**Task requirements**
What lines below contain the string "username"? List them all.

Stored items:

━━━━━━━━━━━━━━━━━━━━

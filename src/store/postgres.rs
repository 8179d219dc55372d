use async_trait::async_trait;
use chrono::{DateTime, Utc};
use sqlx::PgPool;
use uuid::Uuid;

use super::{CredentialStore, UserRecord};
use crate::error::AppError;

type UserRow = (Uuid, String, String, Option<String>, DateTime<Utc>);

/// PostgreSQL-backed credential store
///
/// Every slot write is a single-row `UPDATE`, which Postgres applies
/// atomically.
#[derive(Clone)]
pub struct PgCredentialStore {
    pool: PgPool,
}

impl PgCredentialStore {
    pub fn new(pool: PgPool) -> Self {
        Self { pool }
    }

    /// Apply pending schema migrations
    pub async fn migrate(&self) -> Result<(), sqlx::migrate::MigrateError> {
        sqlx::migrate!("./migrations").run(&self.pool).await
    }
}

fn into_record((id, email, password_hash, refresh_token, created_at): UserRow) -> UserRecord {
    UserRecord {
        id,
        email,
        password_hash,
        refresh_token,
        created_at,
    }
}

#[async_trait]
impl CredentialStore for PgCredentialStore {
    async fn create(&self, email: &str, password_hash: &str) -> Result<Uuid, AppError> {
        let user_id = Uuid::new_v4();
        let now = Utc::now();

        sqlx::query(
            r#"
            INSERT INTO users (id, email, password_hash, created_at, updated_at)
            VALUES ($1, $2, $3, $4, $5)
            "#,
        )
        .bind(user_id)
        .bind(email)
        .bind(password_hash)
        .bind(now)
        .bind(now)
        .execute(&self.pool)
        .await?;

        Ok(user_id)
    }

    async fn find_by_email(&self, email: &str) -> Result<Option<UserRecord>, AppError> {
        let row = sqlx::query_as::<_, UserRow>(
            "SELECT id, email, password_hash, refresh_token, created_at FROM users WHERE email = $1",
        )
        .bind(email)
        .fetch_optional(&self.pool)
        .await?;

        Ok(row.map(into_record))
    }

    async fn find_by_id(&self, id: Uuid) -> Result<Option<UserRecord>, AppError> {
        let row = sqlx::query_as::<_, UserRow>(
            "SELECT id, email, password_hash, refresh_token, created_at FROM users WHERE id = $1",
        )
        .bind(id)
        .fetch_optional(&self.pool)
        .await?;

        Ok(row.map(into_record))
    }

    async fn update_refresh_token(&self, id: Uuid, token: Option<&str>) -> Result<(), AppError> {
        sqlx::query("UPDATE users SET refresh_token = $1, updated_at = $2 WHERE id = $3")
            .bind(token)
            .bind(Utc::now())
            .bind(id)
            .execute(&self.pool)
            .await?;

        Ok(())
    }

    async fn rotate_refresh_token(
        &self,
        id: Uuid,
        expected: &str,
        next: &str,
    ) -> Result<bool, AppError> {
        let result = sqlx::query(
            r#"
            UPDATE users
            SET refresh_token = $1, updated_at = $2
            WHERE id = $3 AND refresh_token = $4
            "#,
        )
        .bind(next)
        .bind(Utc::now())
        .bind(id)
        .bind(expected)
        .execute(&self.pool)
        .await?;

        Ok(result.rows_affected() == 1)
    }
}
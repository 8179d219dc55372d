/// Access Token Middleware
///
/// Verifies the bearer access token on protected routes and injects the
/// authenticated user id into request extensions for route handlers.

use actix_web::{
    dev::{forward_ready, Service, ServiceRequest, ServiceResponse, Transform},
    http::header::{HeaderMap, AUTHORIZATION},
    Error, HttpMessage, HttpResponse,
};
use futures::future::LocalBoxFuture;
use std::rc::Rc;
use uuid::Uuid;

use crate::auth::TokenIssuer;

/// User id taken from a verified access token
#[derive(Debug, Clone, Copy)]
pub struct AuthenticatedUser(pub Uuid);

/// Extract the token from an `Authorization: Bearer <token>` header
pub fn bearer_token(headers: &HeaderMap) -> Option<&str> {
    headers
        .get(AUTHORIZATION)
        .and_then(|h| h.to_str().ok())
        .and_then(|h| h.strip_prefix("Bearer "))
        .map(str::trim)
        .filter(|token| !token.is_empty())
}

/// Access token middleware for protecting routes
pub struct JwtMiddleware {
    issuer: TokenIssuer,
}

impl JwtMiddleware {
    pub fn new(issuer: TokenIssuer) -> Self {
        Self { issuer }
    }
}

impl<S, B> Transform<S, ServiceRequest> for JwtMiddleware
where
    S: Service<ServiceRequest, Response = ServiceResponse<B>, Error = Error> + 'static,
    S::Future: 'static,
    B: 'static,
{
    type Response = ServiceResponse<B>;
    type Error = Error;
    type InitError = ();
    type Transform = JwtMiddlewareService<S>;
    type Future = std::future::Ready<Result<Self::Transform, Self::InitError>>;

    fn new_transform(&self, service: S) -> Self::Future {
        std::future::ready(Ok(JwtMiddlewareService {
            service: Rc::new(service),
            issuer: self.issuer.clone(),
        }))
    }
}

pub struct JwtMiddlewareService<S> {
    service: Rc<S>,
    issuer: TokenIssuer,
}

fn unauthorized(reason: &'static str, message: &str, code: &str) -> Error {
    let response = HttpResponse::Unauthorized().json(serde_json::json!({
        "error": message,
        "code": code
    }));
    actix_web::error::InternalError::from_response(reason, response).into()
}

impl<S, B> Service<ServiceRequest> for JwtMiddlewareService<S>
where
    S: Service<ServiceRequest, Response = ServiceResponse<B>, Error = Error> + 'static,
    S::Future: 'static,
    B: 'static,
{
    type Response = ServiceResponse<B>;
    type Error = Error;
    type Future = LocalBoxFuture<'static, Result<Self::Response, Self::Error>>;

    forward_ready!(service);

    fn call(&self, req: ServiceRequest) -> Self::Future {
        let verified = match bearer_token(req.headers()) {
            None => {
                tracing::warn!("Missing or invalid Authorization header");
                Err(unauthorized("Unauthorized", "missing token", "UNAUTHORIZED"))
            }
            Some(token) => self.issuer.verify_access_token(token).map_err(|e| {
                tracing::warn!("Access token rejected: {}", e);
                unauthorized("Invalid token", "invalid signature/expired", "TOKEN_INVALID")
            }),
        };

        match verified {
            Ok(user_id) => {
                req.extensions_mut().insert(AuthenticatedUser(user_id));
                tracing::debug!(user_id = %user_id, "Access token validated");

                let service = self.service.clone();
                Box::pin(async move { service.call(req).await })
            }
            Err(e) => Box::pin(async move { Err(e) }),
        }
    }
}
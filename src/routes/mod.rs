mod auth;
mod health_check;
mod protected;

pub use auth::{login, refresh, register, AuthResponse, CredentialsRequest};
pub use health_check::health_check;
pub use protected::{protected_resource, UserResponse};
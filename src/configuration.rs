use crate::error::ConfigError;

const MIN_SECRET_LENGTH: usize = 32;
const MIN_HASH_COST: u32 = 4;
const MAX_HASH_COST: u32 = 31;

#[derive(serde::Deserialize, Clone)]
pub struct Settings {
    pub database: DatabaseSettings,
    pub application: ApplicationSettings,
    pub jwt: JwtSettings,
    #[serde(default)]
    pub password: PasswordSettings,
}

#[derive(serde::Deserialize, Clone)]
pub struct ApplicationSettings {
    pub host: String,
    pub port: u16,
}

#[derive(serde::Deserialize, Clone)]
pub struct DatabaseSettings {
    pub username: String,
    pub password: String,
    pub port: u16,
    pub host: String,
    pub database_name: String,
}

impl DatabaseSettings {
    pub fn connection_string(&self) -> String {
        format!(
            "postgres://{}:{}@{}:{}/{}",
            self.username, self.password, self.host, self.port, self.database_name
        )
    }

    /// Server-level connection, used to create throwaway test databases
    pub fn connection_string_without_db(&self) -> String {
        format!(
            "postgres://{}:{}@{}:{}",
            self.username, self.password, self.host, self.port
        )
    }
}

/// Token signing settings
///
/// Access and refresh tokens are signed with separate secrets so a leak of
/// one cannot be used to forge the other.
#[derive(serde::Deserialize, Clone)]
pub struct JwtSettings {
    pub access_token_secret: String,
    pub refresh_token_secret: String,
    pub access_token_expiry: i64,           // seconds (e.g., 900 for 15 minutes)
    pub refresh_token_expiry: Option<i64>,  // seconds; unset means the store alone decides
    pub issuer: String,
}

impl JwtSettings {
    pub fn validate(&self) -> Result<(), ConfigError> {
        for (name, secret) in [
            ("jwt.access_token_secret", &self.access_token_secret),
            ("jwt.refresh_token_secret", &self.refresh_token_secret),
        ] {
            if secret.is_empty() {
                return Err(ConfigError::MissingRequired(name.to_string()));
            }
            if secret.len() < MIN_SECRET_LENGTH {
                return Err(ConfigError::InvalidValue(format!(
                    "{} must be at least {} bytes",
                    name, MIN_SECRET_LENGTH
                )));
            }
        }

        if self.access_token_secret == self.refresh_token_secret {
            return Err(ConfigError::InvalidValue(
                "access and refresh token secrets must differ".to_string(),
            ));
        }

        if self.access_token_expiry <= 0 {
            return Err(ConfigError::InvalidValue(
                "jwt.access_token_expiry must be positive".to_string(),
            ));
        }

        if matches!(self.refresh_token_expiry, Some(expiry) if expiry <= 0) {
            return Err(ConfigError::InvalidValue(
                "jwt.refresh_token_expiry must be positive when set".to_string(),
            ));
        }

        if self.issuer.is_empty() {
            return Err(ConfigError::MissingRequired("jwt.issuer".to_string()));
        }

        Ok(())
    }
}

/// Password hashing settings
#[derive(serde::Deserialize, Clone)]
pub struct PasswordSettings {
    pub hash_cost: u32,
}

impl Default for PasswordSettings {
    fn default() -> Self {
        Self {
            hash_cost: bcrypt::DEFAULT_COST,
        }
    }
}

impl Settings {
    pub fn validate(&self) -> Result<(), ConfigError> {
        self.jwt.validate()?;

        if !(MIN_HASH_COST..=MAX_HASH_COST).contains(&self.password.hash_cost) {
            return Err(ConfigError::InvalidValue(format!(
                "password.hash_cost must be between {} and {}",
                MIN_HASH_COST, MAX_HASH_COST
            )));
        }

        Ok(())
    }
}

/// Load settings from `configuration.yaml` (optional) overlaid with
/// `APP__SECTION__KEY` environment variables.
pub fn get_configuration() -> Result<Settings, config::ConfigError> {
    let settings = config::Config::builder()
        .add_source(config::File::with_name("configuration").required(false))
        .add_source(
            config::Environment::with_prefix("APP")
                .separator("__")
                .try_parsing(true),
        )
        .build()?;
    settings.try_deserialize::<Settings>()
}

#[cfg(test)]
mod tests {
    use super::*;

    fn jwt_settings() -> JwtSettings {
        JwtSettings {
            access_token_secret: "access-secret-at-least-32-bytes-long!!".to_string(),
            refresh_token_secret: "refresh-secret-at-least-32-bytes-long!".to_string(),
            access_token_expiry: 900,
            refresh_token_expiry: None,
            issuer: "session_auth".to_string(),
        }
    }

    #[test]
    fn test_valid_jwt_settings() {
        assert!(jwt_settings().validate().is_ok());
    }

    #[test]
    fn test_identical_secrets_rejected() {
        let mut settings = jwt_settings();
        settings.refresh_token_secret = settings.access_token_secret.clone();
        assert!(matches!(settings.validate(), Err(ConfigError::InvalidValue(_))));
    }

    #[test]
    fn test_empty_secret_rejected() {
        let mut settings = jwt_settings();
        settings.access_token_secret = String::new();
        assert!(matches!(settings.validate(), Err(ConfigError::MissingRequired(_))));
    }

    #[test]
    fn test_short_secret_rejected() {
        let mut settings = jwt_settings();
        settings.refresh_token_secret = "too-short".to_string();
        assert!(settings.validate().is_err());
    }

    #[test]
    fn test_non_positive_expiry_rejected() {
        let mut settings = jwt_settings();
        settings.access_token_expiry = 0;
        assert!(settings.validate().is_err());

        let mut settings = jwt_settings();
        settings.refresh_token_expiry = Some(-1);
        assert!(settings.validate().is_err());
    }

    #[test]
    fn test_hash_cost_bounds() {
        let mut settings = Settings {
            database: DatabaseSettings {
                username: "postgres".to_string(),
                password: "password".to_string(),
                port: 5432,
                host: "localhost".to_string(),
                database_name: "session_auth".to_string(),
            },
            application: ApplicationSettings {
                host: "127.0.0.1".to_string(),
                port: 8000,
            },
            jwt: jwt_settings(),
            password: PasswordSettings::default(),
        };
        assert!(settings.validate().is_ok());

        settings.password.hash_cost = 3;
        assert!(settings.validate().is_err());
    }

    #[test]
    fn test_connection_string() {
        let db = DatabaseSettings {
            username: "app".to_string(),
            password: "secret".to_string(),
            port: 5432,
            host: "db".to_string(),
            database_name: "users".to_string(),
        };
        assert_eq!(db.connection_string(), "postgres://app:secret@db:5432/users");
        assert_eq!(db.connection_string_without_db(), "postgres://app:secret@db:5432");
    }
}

━━━━━━━━━━━━━━━━━━━━

**Task answer**
    pub username: String,
            self.username, self.password, self.host, self.port, self.database_name
            self.username, self.password, self.host, self.port
                username: "postgres".to_string(),
            username: "app".to_string(),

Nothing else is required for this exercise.